Vincent and Columb were still somewhat incredulous about what Thomas said he’d seen earlier that day but they urged him to go straight to the police. “It was like something in a movie,” she added, explaining why she did not go to the police herself.
Thomson said he would to officials but first wanted to travel to Concord to get a methadone dose at a clinic where he was being treated.
“I know there was some hours he had to go there by and I think it was before noon,” Columb recalled.
Columb said that later Thomson acted as if the whole story he told was not serious but he did eventually go to Loudon Police and told them about what he’d seen.
Under cross-examination from one of Cassavaugh’s attorney, Public Defender Caroline Smith, Columb may have added some credibility to the defense’s argument that their client did not kill the Huards.
Columb said hours before the murders she and Vincent went to visit Cassavaugh’s trailer in Belmont in hopes of finding some drugs. The young man said he didn’t have any but could get some if he could borrow Columb’s car for a short trip. Not long afterwards, he returned with a bag of crack cocaine that he, Vincent and Columb smoked in Cassavaugh’s bedroom.

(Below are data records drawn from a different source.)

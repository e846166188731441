//! The cross-type activity feed.

mod common;

use anyhow::Result;
use common::{engine, keypair, MINUTE, T0};
use palimpsest::resources::{Bookmark, Poll, Task};
use palimpsest::view::Reducible;
use palimpsest::{ActivityFilter, ActivityItem, ActivityOrder, Context, Status};

#[tokio::test]
async fn test_activity_merges_types_and_collapses_resubmissions() -> Result<()> {
    let engine = engine();
    let alice = keypair(1);
    let bob = keypair(2);

    engine
        .collection::<Bookmark>()
        .create(
            &Context::new(&alice, T0),
            Bookmark::new("https://example.org/garden", "Community garden"),
        )
        .await?;
    engine
        .collection::<Task>()
        .create(&Context::new(&bob, T0 + MINUTE), Task::new("Bring shovels"))
        .await?;
    engine
        .collection::<Bookmark>()
        .create(
            &Context::new(&bob, T0 + 2 * MINUTE),
            Bookmark::new("https://EXAMPLE.org/garden/", "Garden (again)")
                .tagged(["outdoors"]),
        )
        .await?;
    engine
        .collection::<Poll>()
        .create(
            &Context::new(&alice, T0 + 3 * MINUTE),
            Poll::new("Meet at 10?", ["yes", "no"]),
        )
        .await?;

    let ctx = Context::new(&alice, T0 + 4 * MINUTE);
    let items = engine
        .activity(&ctx, &ActivityFilter::default(), ActivityOrder::RecentlyUpdated)
        .await?;

    let titles: Vec<&str> = items.iter().map(ActivityItem::title).collect();
    assert_eq!(titles, vec!["Meet at 10?", "Garden (again)", "Bring shovels"]);

    let oldest = engine
        .activity(&ctx, &ActivityFilter::default(), ActivityOrder::Oldest)
        .await?;
    assert_eq!(oldest[0].origin(), "task");
    Ok(())
}

#[tokio::test]
async fn test_activity_filters() -> Result<()> {
    let engine = engine();
    let alice = keypair(1);
    let bob = keypair(2);
    let tasks = engine.collection::<Task>();

    tasks
        .create(
            &Context::new(&alice, T0),
            Task::new("expired").with_deadline(T0 + MINUTE),
        )
        .await?;
    tasks
        .create(&Context::new(&bob, T0 + 2 * MINUTE), Task::new("fresh"))
        .await?;
    engine
        .collection::<Bookmark>()
        .create(
            &Context::new(&bob, T0 + 3 * MINUTE),
            Bookmark::new("https://example.org", "Example"),
        )
        .await?;

    let ctx = Context::new(&alice, T0 + 10 * MINUTE);
    let order = ActivityOrder::RecentlyCreated;

    let closed = ActivityFilter::default().with_status(Status::Closed);
    let items = engine.activity(&ctx, &closed, order).await?;
    assert_eq!(items.len(), 1);
    assert_eq!(items[0].title(), "expired");

    let bobs_tasks = ActivityFilter::default()
        .owned_by(bob.author_id())
        .of_type("task");
    let items = engine.activity(&ctx, &bobs_tasks, order).await?;
    assert_eq!(items.len(), 1);
    assert_eq!(items[0].title(), "fresh");

    let recent = ActivityFilter::default().since(T0 + 2 * MINUTE);
    assert_eq!(engine.activity(&ctx, &recent, order).await?.len(), 2);
    Ok(())
}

Sometime later Jeremy Huard and Jeff Tarallo of Laconia arrived at the trailer and asked Vincent if he could help them back some money they felt had been “ripped off” from them.
Vincent agreed and the trio left. They returned not long afterwards with their mission apparently accomplished.
Although Columb did not say so directly, Huard and Tarallo may have thought of going to “One-Eyed” Jack Vincent for help because he was known to sometimes carry weapons. Columb said he regularly carried a hammer and sometimes carried a two-sided “hunter’s knife.”
On Thursday, a state forensic expert testified that a two-sided knife caused the stab wounds that killed Jeremy Huard. Police were never able to locate the weapon.
While the three men were gone, Columb used her car to drive Cassavaugh to a local convenience store to buy cigarettes. During the drive she testified the young man said he was “upset with his relationship with Jennifer (Huard). He was really talking about that, and that was pretty much it. He was just saying they were fighting a lot and things weren’t going well between them, that Jen was unhappy with him.”
(Earlier in the trial, Bernie “Buck” Huard, the father of the Huard siblings, said his daughter moved her belongings out of Cassavaugh’s trailer just days before she was killed, and that he saw and heard evidence of a “combative” relationship between the couple.)
While Columb testified, defense attorney Smith occasionally spoke quietly and directly with Cassavaugh for a few moments. It was one of the few times the pair talked for more than a moment or two during the entire trial.
Columb was called as a rebuttal witness after the defense offered its case in court Thursday, arguing there were numerous elements that made the state’s charge that Cassavaugh was the killer doubtful.
Closing arguments in the trial are slated to take place Tuesday at 9 a.m. in the courthouse. Afterwards Judge Larry Smukler said the 16-member jury panel would be trimmed down to the requisite 12 members and they would begin deliberating Cassavaugh's fate.